Specific for the Remastered Collection is an album of 22 tracks from the included games, Renegade, Tiberian Sun, Red Alert 2, the expansion Yuri's Revenge, and Red Alert 3. Made by Klepacki along with the fan band The Tiberian Sons, based on their performance at MAGFest 2019. This disc is labelled "DISC_6" in the physical release.

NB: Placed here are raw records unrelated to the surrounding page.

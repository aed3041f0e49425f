//! Environment configuration.

use std::env;
use thiserror::Error;

use crate::bundle::composer::DEFAULT_SIGNATURE;
use crate::drafting::providers::{Provider, ProviderCredentials, UnknownProvider};
use crate::storage::GcsConfig;

#[derive(Debug, Error)]
pub enum ConfigError {
    #[error("{0} must be set")]
    Missing(&'static str),
    #[error("{name} is invalid: {message}")]
    Invalid { name: &'static str, message: String },
}

#[derive(Debug, Clone)]
pub struct AppConfig {
    pub database_url: String,
    pub bind_address: String,
    pub http_timeout_secs: u64,
    pub signature: String,
    pub default_provider: Provider,
    pub typst_binary: String,
    pub storage: GcsConfig,
    pub credentials: ProviderCredentials,
}

impl AppConfig {
    /// Read configuration from the process environment (after `.env` is loaded).
    pub fn from_env() -> Result<Self, ConfigError> {
        let database_url = env::var("DATABASE_URL").map_err(|_| ConfigError::Missing("DATABASE_URL"))?;

        let http_timeout_secs = match env::var("HTTP_TIMEOUT_SECS") {
            Ok(value) => value.parse().map_err(|e: std::num::ParseIntError| ConfigError::Invalid {
                name: "HTTP_TIMEOUT_SECS",
                message: e.to_string(),
            })?,
            Err(_) => 60,
        };

        let default_provider = match env::var("DEFAULT_PROVIDER") {
            Ok(value) => value.parse().map_err(|e: UnknownProvider| ConfigError::Invalid {
                name: "DEFAULT_PROVIDER",
                message: e.to_string(),
            })?,
            Err(_) => Provider::Gemini,
        };

        let mut storage = GcsConfig::from_env();
        storage.timeout_secs = http_timeout_secs;

        Ok(Self {
            database_url,
            bind_address: env::var("BIND_ADDRESS").unwrap_or_else(|_| "0.0.0.0:8080".to_string()),
            http_timeout_secs,
            signature: env::var("SIGNATURE_BLOCK").unwrap_or_else(|_| DEFAULT_SIGNATURE.to_string()),
            default_provider,
            typst_binary: env::var("TYPST_BINARY").unwrap_or_else(|_| "typst".to_string()),
            storage,
            credentials: ProviderCredentials::from_env(),
        })
    }
}
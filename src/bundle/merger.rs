//! Merging of fetched PDF attachments into the composed document.
//!
//! Each source document is renumbered past the objects already collected,
//! its pages are re-parented under a single page tree, and the catalog is
//! rebuilt when the merge is finished. Pages keep the order of
//! [`Document::get_pages`], documents keep the order they were appended in.

use std::fmt;

use lopdf::{Dictionary, Document, Object, ObjectId};

use crate::case::models::Attachment;
use crate::storage::EvidenceFetcher;

/// Extensions of attachments that are merged into the bundle.
pub const DOCUMENT_EXTENSIONS: &[&str] = &["pdf"];

/// Page attributes a page may inherit from its ancestors in the page tree.
const INHERITABLE: [&[u8]; 4] = [b"Resources", b"MediaBox", b"CropBox", b"Rotate"];
const MAX_TREE_DEPTH: usize = 64;

/// Why an attachment did not make it into the bundle.
#[derive(Debug, Clone, PartialEq, Eq)]
pub enum SkipReason {
    UnsupportedType,
    NotCloudLinked,
    Unavailable,
    InvalidDocument(String),
}

impl fmt::Display for SkipReason {
    fn fmt(&self, f: &mut fmt::Formatter<'_>) -> fmt::Result {
        match self {
            Self::UnsupportedType => f.write_str("not a PDF document"),
            Self::NotCloudLinked => f.write_str("no cloud locator"),
            Self::Unavailable => f.write_str("could not be fetched"),
            Self::InvalidDocument(reason) => write!(f, "unreadable PDF: {reason}"),
        }
    }
}

#[derive(Debug, Clone, PartialEq, Eq)]
pub enum AttachmentOutcome {
    Merged { pages: usize },
    Skipped(SkipReason),
}

impl AttachmentOutcome {
    pub fn is_merged(&self) -> bool {
        matches!(self, Self::Merged { .. })
    }
}

/// Whether `filename` has one of the [`DOCUMENT_EXTENSIONS`], case-insensitively.
pub fn is_document_filename(filename: &str) -> bool {
    filename
        .rsplit_once('.')
        .map(|(_, ext)| {
            DOCUMENT_EXTENSIONS
                .iter()
                .any(|known| ext.eq_ignore_ascii_case(known))
        })
        .unwrap_or(false)
}

/// Accumulates pages from several PDFs into one document.
pub struct PdfMerger {
    document: Document,
    pages_id: ObjectId,
    kids: Vec<ObjectId>,
    merged: usize,
}

impl PdfMerger {
    /// Start a merge with `base` as the first pages of the output.
    pub fn new(base: &[u8]) -> Result<Self, lopdf::Error> {
        let base = Document::load_mem(base)?;
        let mut document = Document::with_version(base.version.clone());
        let pages_id = document.new_object_id();

        let mut merger = Self {
            document,
            pages_id,
            kids: Vec::new(),
            merged: 0,
        };
        merger.append(base);
        Ok(merger)
    }

    /// Attachments appended so far; the base document is not counted.
    pub fn merged_count(&self) -> usize {
        self.merged
    }

    pub fn page_count(&self) -> usize {
        self.kids.len()
    }

    /// Run one attachment through the eligibility checks, the fetcher and the
    /// parser, appending its pages on success. Never fails the merge.
    pub async fn merge_attachment(
        &mut self,
        attachment: &Attachment,
        fetcher: &EvidenceFetcher<'_>,
    ) -> AttachmentOutcome {
        if !is_document_filename(&attachment.filename) {
            return AttachmentOutcome::Skipped(SkipReason::UnsupportedType);
        }
        if !attachment.is_cloud_linked() {
            return AttachmentOutcome::Skipped(SkipReason::NotCloudLinked);
        }
        let Some(reader) = fetcher.fetch(attachment.locator.as_deref()).await else {
            return AttachmentOutcome::Skipped(SkipReason::Unavailable);
        };

        match self.append_bytes(reader) {
            Ok(pages) => AttachmentOutcome::Merged { pages },
            Err(reason) => AttachmentOutcome::Skipped(SkipReason::InvalidDocument(reason)),
        }
    }

    /// Parse an attachment and append its pages, counting it as merged.
    pub fn append_bytes<R: std::io::Read>(&mut self, reader: R) -> Result<usize, String> {
        let source = Document::load_from(reader).map_err(|e| e.to_string())?;
        if source.trailer.has(b"Encrypt") {
            return Err("document is encrypted".to_string());
        }
        match self.append(source) {
            0 => Err("document has no pages".to_string()),
            pages => {
                self.merged += 1;
                Ok(pages)
            }
        }
    }

    /// Move every page of `source` into the output. Returns the number of pages added.
    fn append(&mut self, mut source: Document) -> usize {
        source.renumber_objects_with(self.document.max_id + 1);

        let page_ids: Vec<ObjectId> = source.get_pages().into_values().collect();
        let pages: Vec<(ObjectId, Dictionary)> = page_ids
            .iter()
            .filter_map(|&id| page_with_inherited(&source, id).map(|dict| (id, dict)))
            .collect();
        if pages.is_empty() {
            return 0;
        }

        for (id, object) in std::mem::take(&mut source.objects) {
            match object.type_name().unwrap_or("") {
                "Catalog" | "Pages" | "Page" | "Outlines" | "Outline" => {}
                _ => {
                    self.document.objects.insert(id, object);
                }
            }
        }

        for (id, mut dict) in pages.iter().cloned() {
            dict.set("Parent", Object::Reference(self.pages_id));
            self.document.objects.insert(id, Object::Dictionary(dict));
            self.kids.push(id);
        }

        self.document.max_id = self
            .document
            .objects
            .keys()
            .map(|(id, _)| *id)
            .max()
            .unwrap_or(self.document.max_id)
            .max(self.document.max_id);

        pages.len()
    }

    /// Build the page tree and catalog and serialize the merged document.
    pub fn finish(mut self) -> Result<Vec<u8>, lopdf::Error> {
        let kids: Vec<Object> = self.kids.iter().map(|&id| Object::Reference(id)).collect();
        let pages = Dictionary::from_iter(vec![
            ("Type", Object::Name(b"Pages".to_vec())),
            ("Count", Object::Integer(kids.len() as i64)),
            ("Kids", Object::Array(kids)),
        ]);
        self.document
            .objects
            .insert(self.pages_id, Object::Dictionary(pages));

        let catalog_id = self.document.add_object(Dictionary::from_iter(vec![
            ("Type", Object::Name(b"Catalog".to_vec())),
            ("Pages", Object::Reference(self.pages_id)),
        ]));
        self.document.trailer.set("Root", Object::Reference(catalog_id));

        self.document.compress();

        let mut output = Vec::new();
        self.document.save_to(&mut output)?;
        Ok(output)
    }
}

/// The page dictionary with inherited attributes copied down from its ancestors.
fn page_with_inherited(source: &Document, page_id: ObjectId) -> Option<Dictionary> {
    let mut dict = source.get_dictionary(page_id).ok()?.clone();
    let mut parent = dict.get(b"Parent").and_then(Object::as_reference).ok();
    let mut depth = 0;

    while let Some(parent_id) = parent {
        if depth >= MAX_TREE_DEPTH {
            break;
        }
        let Ok(node) = source.get_dictionary(parent_id) else {
            break;
        };
        for key in INHERITABLE {
            if !dict.has(key) {
                if let Ok(value) = node.get(key) {
                    dict.set(key, value.clone());
                }
            }
        }
        parent = node.get(b"Parent").and_then(Object::as_reference).ok();
        depth += 1;
    }

    Some(dict)
}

Frank Klepacki & The Tiberian Sons: Celebrating 25 Years of Command & Conquer
| No. | Title | Original Game(s) | Length |
|---|---|---|---|
| 1. | "Act on Instinct" | Tiberian Dawn | 2:48 |
| 2. | "Industrial" | Tiberian Dawn | 2:54 |
| 3. | "Target / Mechanical Man" | Tiberian Dawn | 3:02 |
| 4. | "Just Do It Up" | Tiberian Dawn | 2:27 |
| 5. | "Prepare For Battle" | Tiberian Dawn | 3:23 |
| 6. | "Rain in the Night" | Tiberian Dawn | 3:44 |
| 7. | "Warfare / Full Stop" | Tiberian Dawn | 3:12 |
| 8. | "Bigfoot" | Red Alert | 5:37 |
| 9. | "Workmen" | Red Alert | 4:24 |
| 10. | "Crush" | Red Alert | 2:58 |
| 11. | "Militant Force" | Red Alert | 2:14 |
| 12. | "Dusk Hour" | Tiberian Sun | 3:54 |
| 13. | "Mad Rap" | Tiberian Sun | 3:38 |
| 14. | "No Mercy" | Tiberian Dawn | 3:19 |
| 15. | "Slave to the System" | Tiberian Sun: Firestorm | 2:44 |
| 16. | "Got a Present For Ya" | Renegade | 2:22 |
| 17. | "Grinder 1 & 2 Medley" | Red Alert 2 & 3 | 2:53 |
| 18. | "Blow it Up" | Red Alert 2 | 3:11 |
| 19. | "Brain Freeze" | Red Alert 2: Yuri's Revenge | 4:17 |
| 20. | "Command & Conquer" | Renegade | 3:03 |
| 21. | "Hell March" | Red Alert | 3:34 |
| 22. | "Hell March 2 & 3 Medley" | Red Alert 2 & 3 | 4:12 |

== Reception and legacy ==

Before the release of Command & Conquer, the majority of video games used MIDI files and other similar formats for music as a way to save space. Westwood Studios was one of the first major developers to include actual full digitised audio files for that. Although these recordings were generally of low quality compared to modern mp3s, many credit Westwood for helping to popularize the concept.